[Start of section]

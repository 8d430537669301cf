pub mod fixture;
pub mod goal;
pub mod matches;
pub mod player;

pub use fixture::{Fixture, FixtureKind, Score};
pub use goal::{Goal, parse_period_time};
pub use matches::{Match, MatchOutcome, parse_match_date};
pub use player::Player;
// packages/proxy/src/session/engine.rs
//! Upstream protocol engine seam
//!
//! The engine owns the game protocol spoken over a connected socket pair.
//! The proxy only needs two things from it: a handshake-completion signal
//! (which triggers the `versioncheck` module pass) and a future that
//! resolves when the connection is over.

use crate::orchestrator::events::{EventSender, ProxyEvent, SessionSignal};
use crate::routing::region::ServerTarget;
use crate::session::proxy_session::SessionId;
use futures::future::BoxFuture;
use std::collections::HashMap;
use std::io;
use std::sync::Arc;
use tokio::net::TcpStream;
use tracing::debug;

/// Per-connection engine parameters
#[derive(Debug, Clone)]
pub struct ConnectionParams {
    /// Region short code, e.g. `eu`
    pub region: String,
    pub console: bool,
    pub classic: bool,
    pub protocol_data: Arc<HashMap<String, serde_json::Value>>,
}

/// Lets an engine report protocol milestones for its session
#[derive(Clone)]
pub struct EngineEvents {
    session_id: SessionId,
    events: EventSender,
}

impl EngineEvents {
    pub fn new(session_id: SessionId, events: EventSender) -> Self {
        Self { session_id, events }
    }

    pub fn session_id(&self) -> SessionId {
        self.session_id
    }

    /// The client and server finished their version handshake
    pub fn handshake_complete(&self) {
        let _ = self.events.send(ProxyEvent::Session {
            id: self.session_id,
            signal: SessionSignal::HandshakeComplete,
        });
    }
}

/// Game protocol engine
pub trait ProtocolEngine: Send + Sync {
    /// Drive one connection until either side closes
    ///
    /// Dropping the returned future must close both sockets.
    fn run(
        &self,
        params: ConnectionParams,
        downstream: TcpStream,
        upstream: TcpStream,
        events: EngineEvents,
    ) -> BoxFuture<'static, io::Result<()>>;
}

/// Transparent relay without protocol awareness
///
/// There is no version exchange to wait for, so the handshake is reported
/// as complete as soon as the relay starts.
#[derive(Debug, Default, Clone, Copy)]
pub struct PassthroughEngine;

impl ProtocolEngine for PassthroughEngine {
    fn run(
        &self,
        params: ConnectionParams,
        mut downstream: TcpStream,
        mut upstream: TcpStream,
        events: EngineEvents,
    ) -> BoxFuture<'static, io::Result<()>> {
        Box::pin(async move {
            debug!(session = %events.session_id(), region = %params.region, "Starting passthrough relay");
            events.handshake_complete();

            let (to_server, to_client) = tokio::io::copy_bidirectional(&mut downstream, &mut upstream).await?;
            debug!(
                session = %events.session_id(),
                "Relay finished ({} bytes to server, {} bytes to client)",
                to_server,
                to_client
            );
            Ok(())
        })
    }
}

/// Opens the upstream socket for a session
pub trait UpstreamConnector: Send + Sync {
    fn connect(&self, target: &ServerTarget) -> BoxFuture<'static, io::Result<TcpStream>>;
}

/// Plain TCP connect to the target address
#[derive(Debug, Default, Clone, Copy)]
pub struct TcpConnector;

impl UpstreamConnector for TcpConnector {
    fn connect(&self, target: &ServerTarget) -> BoxFuture<'static, io::Result<TcpStream>> {
        let ip = target.ip.clone();
        let port = target.port;
        Box::pin(async move { TcpStream::connect((ip.as_str(), port)).await })
    }
}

[End of section]

Write out exactly the lines from the beginning of the material above through the line with "connection is over.", including both and omitting all others.

repository 8d430537669301cf
pub mod fixture;
pub mod goal;
pub mod matches;
pub mod player;

pub use fixture::{Fixture, FixtureKind, Score};
pub use goal::{Goal, parse_period_time};
pub use matches::{Match, MatchOutcome, parse_match_date};
pub use player::Player;
// packages/proxy/src/session/engine.rs
//! Upstream protocol engine seam
//!
//! The engine owns the game protocol spoken over a connected socket pair.
//! The proxy only needs two things from it: a handshake-completion signal
//! (which triggers the `versioncheck` module pass) and a future that
//! resolves when the connection is over.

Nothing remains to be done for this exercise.